## [Your objective]
Extract all records. Keep each one exact.

## [Stored records]
■ ■ ■
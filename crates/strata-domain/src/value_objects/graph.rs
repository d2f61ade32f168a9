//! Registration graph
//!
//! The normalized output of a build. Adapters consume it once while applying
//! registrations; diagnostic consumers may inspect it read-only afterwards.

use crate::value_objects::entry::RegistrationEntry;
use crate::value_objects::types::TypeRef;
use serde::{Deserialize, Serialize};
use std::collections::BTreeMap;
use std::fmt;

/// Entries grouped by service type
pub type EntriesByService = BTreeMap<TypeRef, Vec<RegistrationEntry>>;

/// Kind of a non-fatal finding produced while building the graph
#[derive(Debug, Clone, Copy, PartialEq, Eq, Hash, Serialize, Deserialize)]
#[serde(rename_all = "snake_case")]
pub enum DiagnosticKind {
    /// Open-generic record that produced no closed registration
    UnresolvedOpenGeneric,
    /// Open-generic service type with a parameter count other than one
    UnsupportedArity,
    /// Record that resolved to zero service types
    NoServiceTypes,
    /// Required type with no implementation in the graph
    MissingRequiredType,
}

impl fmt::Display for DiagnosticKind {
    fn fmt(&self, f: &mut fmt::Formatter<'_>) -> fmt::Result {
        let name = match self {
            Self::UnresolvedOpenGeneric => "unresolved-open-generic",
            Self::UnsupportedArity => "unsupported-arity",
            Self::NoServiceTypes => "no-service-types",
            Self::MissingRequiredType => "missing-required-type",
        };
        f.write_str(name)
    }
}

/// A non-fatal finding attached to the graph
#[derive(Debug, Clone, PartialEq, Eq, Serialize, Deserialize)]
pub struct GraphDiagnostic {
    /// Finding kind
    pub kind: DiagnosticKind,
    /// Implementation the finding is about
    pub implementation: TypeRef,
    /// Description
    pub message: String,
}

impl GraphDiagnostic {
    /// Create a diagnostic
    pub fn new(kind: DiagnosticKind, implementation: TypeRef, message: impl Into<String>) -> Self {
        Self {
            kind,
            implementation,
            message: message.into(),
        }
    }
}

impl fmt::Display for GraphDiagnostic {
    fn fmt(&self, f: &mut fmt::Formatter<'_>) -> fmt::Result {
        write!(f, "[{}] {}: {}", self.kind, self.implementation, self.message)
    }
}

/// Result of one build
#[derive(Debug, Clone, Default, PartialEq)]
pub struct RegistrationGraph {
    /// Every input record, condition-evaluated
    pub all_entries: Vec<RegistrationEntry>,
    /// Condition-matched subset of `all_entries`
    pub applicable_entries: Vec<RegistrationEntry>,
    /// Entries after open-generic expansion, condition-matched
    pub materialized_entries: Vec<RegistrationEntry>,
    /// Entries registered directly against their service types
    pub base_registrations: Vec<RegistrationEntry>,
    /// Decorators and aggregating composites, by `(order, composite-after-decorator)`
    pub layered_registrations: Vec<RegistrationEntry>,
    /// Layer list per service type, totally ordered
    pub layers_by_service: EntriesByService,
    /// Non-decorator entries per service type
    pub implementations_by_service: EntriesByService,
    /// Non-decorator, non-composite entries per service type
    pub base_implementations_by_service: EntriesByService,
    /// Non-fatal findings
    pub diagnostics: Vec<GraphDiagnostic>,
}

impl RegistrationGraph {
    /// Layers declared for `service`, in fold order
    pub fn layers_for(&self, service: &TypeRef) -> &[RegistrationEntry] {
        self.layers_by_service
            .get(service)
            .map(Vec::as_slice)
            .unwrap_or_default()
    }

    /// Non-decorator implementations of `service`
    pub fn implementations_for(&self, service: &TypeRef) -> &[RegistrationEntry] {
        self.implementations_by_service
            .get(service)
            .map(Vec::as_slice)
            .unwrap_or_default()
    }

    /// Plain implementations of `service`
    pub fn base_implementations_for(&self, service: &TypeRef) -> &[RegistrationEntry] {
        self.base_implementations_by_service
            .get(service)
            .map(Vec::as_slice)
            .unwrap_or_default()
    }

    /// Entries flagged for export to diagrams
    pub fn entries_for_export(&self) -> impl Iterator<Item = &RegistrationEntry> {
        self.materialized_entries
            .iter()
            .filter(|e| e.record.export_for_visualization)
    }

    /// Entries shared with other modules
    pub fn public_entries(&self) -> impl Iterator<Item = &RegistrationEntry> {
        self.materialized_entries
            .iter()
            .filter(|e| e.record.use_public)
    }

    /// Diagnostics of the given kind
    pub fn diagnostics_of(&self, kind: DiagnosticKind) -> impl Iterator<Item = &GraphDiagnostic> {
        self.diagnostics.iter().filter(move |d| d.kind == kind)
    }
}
■ ■ ■
## [Response below]
filename crates/strata-domain/src/value_objects/graph.rs
repository d2f61ade32f168a9
//! Registration graph
//!
//! The normalized output of a build. Adapters consume it once while applying
//! registrations; diagnostic consumers may inspect it read-only afterwards.

use crate::value_objects::entry::RegistrationEntry;
use crate::value_objects::types::TypeRef;
use serde::{Deserialize, Serialize};
use std::collections::BTreeMap;
use std::fmt;

/// Entries grouped by service type
pub type EntriesByService = BTreeMap<TypeRef, Vec<RegistrationEntry>>;

/// Kind of a non-fatal finding produced while building the graph
#[derive(Debug, Clone, Copy, PartialEq, Eq, Hash, Serialize, Deserialize)]
#[serde(rename_all = "snake_case")]
pub enum DiagnosticKind {
    /// Open-generic record that produced no closed registration
    UnresolvedOpenGeneric,
    /// Open-generic service type with a parameter count other than one
    UnsupportedArity,
    /// Record that resolved to zero service types
    NoServiceTypes,
    /// Required type with no implementation in the graph
    MissingRequiredType,
}

impl fmt::Display for DiagnosticKind {
    fn fmt(&self, f: &mut fmt::Formatter<'_>) -> fmt::Result {
        let name = match self {
            Self::UnresolvedOpenGeneric => "unresolved-open-generic",
            Self::UnsupportedArity => "unsupported-arity",
            Self::NoServiceTypes => "no-service-types",
            Self::MissingRequiredType => "missing-required-type",
        };
        f.write_str(name)
    }
}

/// A non-fatal finding attached to the graph
#[derive(Debug, Clone, PartialEq, Eq, Serialize, Deserialize)]
pub struct GraphDiagnostic {
    /// Finding kind
    pub kind: DiagnosticKind,
    /// Implementation the finding is about
    pub implementation: TypeRef,
    /// Description
    pub message: String,
}

impl GraphDiagnostic {
    /// Create a diagnostic
    pub fn new(kind: DiagnosticKind, implementation: TypeRef, message: impl Into<String>) -> Self {
        Self {
            kind,
            implementation,
            message: message.into(),
        }
    }
}

impl fmt::Display for GraphDiagnostic {
    fn fmt(&self, f: &mut fmt::Formatter<'_>) -> fmt::Result {
        write!(f, "[{}] {}: {}", self.kind, self.implementation, self.message)
    }
}

/// Result of one build
#[derive(Debug, Clone, Default, PartialEq)]
pub struct RegistrationGraph {
    /// Every input record, condition-evaluated
    pub all_entries: Vec<RegistrationEntry>,
    /// Condition-matched subset of `all_entries`
    pub applicable_entries: Vec<RegistrationEntry>,
    /// Entries after open-generic expansion, condition-matched
    pub materialized_entries: Vec<RegistrationEntry>,
    /// Entries registered directly against their service types
    pub base_registrations: Vec<RegistrationEntry>,
    /// Decorators and aggregating composites, by `(order, composite-after-decorator)`
    pub layered_registrations: Vec<RegistrationEntry>,
    /// Layer list per service type, totally ordered
    pub layers_by_service: EntriesByService,
    /// Non-decorator entries per service type
    pub implementations_by_service: EntriesByService,
    /// Non-decorator, non-composite entries per service type
    pub base_implementations_by_service: EntriesByService,
    /// Non-fatal findings
    pub diagnostics: Vec<GraphDiagnostic>,
}

impl RegistrationGraph {
    /// Layers declared for `service`, in fold order
    pub fn layers_for(&self, service: &TypeRef) -> &[RegistrationEntry] {
        self.layers_by_service
            .get(service)
            .map(Vec::as_slice)
            .unwrap_or_default()
    }

    /// Non-decorator implementations of `service`
    pub fn implementations_for(&self, service: &TypeRef) -> &[RegistrationEntry] {
        self.implementations_by_service
            .get(service)
            .map(Vec::as_slice)
            .unwrap_or_default()
    }

    /// Plain implementations of `service`
    pub fn base_implementations_for(&self, service: &TypeRef) -> &[RegistrationEntry] {
        self.base_implementations_by_service
            .get(service)
            .map(Vec::as_slice)
            .unwrap_or_default()
    }

    /// Entries flagged for export to diagrams
    pub fn entries_for_export(&self) -> impl Iterator<Item = &RegistrationEntry> {
        self.materialized_entries
            .iter()
            .filter(|e| e.record.export_for_visualization)
    }

    /// Entries shared with other modules
    pub fn public_entries(&self) -> impl Iterator<Item = &RegistrationEntry> {
        self.materialized_entries
            .iter()
            .filter(|e| e.record.use_public)
    }

    /// Diagnostics of the given kind
    pub fn diagnostics_of(&self, kind: DiagnosticKind) -> impl Iterator<Item = &GraphDiagnostic> {
        self.diagnostics.iter().filter(move |d| d.kind == kind)
    }
}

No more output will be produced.